##### Given data #####
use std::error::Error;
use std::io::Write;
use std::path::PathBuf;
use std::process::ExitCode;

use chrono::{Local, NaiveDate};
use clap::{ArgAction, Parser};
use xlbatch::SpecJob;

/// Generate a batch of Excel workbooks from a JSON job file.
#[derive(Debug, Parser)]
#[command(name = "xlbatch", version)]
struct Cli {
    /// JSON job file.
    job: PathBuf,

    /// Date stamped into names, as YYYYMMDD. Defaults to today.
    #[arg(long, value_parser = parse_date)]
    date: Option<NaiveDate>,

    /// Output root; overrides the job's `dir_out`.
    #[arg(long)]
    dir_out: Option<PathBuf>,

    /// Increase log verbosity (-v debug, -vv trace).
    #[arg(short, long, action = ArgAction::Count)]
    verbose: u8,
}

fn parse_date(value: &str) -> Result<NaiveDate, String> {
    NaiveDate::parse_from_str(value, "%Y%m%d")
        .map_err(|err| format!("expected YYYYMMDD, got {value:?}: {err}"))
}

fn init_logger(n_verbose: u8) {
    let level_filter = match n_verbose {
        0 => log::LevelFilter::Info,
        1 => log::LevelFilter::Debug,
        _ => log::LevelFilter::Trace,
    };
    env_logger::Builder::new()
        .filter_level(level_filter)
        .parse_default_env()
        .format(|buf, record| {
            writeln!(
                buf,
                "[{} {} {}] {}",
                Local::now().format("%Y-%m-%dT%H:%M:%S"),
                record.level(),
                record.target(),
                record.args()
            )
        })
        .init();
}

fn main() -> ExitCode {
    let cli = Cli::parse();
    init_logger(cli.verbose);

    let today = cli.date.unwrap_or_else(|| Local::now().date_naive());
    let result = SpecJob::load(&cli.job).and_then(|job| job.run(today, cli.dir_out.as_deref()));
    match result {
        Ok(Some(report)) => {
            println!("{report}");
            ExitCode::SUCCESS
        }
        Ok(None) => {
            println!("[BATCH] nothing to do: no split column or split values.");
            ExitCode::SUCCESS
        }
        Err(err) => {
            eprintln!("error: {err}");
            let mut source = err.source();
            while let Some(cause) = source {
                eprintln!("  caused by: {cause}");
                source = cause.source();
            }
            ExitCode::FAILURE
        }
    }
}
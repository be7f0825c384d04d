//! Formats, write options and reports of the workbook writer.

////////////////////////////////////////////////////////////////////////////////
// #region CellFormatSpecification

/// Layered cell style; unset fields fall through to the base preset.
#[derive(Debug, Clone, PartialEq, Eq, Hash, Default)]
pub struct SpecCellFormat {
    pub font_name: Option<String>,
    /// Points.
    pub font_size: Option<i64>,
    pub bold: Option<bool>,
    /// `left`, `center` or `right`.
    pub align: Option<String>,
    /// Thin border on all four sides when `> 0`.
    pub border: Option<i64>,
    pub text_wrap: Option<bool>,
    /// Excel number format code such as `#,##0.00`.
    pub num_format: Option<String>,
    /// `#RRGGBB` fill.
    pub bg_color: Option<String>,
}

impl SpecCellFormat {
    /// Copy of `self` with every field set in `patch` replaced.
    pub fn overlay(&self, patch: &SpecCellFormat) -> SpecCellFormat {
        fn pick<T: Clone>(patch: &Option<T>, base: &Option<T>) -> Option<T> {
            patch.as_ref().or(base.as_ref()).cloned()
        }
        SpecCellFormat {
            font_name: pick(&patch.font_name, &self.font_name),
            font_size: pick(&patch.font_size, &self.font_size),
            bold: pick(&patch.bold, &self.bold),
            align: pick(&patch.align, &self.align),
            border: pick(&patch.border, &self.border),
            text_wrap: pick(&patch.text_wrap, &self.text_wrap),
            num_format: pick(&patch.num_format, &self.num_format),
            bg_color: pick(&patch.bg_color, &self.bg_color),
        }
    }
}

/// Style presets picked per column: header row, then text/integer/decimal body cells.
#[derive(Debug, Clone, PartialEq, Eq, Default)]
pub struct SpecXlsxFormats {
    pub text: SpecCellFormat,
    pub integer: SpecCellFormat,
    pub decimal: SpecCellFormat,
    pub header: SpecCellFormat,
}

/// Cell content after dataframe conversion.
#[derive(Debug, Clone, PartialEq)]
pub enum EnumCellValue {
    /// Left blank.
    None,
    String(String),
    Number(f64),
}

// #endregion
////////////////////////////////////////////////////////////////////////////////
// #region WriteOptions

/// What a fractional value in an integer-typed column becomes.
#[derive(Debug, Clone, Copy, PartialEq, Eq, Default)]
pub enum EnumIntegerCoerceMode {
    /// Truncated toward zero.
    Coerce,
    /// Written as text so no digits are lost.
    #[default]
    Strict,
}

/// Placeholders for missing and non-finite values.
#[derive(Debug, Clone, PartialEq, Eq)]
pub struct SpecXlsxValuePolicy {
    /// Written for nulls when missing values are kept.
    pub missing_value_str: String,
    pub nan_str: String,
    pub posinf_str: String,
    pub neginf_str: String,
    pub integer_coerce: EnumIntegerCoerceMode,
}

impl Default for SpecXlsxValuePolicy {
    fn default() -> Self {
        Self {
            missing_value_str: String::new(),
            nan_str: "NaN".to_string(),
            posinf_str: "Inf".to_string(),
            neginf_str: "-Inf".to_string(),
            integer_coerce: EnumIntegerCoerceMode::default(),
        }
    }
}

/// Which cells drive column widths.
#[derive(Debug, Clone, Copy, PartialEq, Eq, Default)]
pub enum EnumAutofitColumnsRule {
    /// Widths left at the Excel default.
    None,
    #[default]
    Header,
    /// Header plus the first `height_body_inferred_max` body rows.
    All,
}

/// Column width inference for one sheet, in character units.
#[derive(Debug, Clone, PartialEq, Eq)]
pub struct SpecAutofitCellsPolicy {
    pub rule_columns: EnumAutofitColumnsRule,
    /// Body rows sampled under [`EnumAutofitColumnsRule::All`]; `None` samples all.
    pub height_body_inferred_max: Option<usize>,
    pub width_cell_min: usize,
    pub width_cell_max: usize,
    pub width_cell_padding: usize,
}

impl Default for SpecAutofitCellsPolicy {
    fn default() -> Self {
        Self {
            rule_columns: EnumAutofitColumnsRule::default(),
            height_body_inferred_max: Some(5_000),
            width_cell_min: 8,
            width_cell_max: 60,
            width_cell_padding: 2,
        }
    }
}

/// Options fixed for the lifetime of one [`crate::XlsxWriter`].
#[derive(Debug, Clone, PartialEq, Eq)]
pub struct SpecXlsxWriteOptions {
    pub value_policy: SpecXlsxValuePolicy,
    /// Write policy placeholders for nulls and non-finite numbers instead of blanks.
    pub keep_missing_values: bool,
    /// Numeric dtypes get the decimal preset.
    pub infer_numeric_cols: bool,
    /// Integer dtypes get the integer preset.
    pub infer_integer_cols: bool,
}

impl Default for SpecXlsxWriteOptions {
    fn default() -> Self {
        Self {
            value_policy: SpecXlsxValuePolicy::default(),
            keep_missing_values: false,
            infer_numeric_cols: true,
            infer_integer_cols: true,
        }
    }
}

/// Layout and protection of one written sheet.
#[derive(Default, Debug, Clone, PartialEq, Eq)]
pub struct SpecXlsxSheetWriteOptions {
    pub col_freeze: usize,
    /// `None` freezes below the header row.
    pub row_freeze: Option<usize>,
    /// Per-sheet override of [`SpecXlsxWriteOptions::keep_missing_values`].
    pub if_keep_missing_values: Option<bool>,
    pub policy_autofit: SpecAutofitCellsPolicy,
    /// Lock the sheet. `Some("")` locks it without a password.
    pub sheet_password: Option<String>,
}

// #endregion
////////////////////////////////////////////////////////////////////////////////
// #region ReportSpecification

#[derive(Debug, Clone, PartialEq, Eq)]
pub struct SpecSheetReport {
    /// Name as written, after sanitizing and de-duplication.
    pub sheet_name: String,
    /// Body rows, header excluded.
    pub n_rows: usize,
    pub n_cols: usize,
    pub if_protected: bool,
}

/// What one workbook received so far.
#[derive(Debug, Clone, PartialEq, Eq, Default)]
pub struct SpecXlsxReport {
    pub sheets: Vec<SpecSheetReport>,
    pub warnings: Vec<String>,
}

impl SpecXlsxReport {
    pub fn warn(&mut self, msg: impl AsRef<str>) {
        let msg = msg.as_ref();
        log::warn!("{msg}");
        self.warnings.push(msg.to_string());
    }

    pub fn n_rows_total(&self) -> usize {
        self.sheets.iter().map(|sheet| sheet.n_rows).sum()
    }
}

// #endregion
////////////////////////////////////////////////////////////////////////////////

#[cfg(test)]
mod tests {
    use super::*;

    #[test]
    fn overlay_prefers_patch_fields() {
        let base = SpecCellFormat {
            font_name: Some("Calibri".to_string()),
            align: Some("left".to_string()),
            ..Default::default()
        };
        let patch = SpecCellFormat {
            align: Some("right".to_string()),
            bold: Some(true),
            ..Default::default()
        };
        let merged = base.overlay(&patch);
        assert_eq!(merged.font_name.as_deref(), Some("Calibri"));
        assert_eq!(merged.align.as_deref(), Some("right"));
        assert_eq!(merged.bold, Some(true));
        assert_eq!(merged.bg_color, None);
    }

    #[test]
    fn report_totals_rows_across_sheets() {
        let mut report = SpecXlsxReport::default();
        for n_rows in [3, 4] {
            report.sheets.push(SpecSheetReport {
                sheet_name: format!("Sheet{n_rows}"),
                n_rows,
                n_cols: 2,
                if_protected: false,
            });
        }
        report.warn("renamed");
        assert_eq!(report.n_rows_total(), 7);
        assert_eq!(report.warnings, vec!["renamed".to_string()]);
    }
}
#####
Only the lines from the one with "assert_eq!(report.n_rows_total(), 7);" through the final line above belong in the answer, each retyped exactly.

§ **Task output**:
        assert_eq!(report.n_rows_total(), 7);
        assert_eq!(report.warnings, vec!["renamed".to_string()]);
    }
}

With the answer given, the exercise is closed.